#### [Extracted entries]
=====

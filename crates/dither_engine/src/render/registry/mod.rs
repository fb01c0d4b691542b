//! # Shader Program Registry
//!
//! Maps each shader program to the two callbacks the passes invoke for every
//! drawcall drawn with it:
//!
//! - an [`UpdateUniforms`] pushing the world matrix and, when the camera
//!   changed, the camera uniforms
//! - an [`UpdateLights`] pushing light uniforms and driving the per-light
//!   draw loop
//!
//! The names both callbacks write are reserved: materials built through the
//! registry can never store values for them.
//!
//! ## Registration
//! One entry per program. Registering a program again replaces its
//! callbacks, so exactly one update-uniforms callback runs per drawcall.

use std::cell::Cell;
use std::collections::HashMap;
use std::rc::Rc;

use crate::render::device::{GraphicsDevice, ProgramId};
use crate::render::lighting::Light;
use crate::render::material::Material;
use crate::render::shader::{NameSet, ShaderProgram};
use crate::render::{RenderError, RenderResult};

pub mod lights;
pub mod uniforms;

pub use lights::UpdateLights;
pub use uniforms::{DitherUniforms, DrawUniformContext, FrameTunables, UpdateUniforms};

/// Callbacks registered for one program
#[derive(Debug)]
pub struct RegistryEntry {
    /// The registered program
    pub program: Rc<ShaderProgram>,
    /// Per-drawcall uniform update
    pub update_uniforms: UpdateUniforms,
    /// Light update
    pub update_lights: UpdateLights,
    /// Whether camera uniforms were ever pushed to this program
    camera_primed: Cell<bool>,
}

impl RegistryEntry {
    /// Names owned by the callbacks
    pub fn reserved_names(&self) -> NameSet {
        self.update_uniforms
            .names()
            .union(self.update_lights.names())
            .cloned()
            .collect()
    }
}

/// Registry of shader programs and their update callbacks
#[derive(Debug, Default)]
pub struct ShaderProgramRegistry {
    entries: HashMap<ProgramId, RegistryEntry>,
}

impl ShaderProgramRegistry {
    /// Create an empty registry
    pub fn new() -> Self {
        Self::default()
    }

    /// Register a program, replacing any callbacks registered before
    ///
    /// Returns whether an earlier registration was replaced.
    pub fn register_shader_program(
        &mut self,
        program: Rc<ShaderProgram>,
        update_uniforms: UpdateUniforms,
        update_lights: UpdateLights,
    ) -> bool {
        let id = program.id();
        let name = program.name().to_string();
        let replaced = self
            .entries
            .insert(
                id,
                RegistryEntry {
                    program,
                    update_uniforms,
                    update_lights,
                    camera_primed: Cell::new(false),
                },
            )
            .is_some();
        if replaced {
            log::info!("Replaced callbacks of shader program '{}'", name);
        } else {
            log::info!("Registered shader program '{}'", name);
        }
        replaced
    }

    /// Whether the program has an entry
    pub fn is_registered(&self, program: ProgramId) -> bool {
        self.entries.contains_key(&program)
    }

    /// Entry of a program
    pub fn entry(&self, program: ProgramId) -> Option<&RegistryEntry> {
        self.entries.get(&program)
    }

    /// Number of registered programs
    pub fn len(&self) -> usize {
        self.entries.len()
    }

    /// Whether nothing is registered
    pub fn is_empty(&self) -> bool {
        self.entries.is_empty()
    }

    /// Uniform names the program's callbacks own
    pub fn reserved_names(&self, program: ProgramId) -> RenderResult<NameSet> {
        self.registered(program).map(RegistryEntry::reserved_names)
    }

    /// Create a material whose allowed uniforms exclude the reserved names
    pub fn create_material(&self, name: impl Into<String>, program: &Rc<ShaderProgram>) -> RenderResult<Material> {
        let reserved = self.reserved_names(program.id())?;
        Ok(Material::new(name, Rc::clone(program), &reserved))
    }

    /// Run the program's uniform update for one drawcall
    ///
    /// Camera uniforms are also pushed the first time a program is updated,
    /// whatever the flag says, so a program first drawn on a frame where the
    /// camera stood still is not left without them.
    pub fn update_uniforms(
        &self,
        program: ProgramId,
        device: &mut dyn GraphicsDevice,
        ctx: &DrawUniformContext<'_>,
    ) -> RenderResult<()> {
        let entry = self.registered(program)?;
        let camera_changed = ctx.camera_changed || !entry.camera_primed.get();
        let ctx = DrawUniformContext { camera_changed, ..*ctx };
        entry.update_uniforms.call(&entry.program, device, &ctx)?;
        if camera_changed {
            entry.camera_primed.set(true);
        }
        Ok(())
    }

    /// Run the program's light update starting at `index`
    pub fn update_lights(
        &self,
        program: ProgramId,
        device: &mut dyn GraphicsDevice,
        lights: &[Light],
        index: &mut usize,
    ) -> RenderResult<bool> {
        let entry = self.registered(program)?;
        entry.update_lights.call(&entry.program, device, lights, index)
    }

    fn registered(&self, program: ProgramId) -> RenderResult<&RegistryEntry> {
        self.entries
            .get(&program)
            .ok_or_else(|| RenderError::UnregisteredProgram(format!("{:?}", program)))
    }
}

=====

#### [Exercise objective]
Report only a number: how many lines in the material above contain the string "struct".

#### [Response area]
2